*** Block opens ***

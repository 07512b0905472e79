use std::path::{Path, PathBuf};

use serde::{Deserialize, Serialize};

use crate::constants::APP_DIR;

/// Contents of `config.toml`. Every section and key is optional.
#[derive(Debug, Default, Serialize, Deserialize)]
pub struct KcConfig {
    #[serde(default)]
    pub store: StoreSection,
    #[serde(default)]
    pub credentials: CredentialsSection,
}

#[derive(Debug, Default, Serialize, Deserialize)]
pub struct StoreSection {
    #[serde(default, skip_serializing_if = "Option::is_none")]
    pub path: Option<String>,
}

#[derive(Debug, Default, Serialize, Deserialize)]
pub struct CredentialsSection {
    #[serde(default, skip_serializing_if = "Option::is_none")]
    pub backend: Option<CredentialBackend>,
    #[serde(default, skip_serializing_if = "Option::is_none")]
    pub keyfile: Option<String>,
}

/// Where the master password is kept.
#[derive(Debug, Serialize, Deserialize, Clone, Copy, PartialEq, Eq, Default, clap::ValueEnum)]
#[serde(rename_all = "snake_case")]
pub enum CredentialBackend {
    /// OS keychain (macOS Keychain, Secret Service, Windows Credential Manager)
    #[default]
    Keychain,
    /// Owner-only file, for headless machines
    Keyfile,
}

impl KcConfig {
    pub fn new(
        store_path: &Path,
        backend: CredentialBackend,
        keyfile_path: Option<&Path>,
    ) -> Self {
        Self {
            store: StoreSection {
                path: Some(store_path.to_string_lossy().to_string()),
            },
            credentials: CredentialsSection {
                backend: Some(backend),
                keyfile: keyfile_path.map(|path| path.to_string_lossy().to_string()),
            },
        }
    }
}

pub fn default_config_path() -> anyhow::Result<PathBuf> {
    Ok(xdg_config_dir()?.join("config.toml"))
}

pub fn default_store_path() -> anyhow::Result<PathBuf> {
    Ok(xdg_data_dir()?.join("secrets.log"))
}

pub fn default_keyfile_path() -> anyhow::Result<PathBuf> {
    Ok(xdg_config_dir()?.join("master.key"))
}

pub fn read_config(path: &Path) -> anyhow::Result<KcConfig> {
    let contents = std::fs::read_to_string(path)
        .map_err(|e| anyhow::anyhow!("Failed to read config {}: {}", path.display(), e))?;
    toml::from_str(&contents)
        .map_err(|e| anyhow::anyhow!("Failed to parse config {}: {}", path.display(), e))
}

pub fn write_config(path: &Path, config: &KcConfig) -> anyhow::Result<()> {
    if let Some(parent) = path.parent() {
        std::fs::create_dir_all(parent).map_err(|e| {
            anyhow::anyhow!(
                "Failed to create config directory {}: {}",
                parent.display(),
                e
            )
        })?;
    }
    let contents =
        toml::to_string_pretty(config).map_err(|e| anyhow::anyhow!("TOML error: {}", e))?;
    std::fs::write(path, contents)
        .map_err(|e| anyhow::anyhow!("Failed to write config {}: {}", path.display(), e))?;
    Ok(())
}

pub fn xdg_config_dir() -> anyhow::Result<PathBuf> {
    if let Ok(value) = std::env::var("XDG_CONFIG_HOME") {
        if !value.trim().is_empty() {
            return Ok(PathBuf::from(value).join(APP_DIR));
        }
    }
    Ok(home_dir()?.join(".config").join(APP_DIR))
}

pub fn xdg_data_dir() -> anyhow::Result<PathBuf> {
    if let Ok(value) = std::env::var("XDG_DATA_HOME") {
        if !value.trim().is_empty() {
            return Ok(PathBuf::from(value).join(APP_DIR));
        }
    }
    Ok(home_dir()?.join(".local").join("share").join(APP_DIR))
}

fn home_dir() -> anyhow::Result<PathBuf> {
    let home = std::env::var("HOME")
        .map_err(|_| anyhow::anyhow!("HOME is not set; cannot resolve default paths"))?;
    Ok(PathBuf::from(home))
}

*** Block closes ***

Copy out every line in the records where the word "master" is found.

/// Where the master password is kept.
    Ok(xdg_config_dir()?.join("master.key"))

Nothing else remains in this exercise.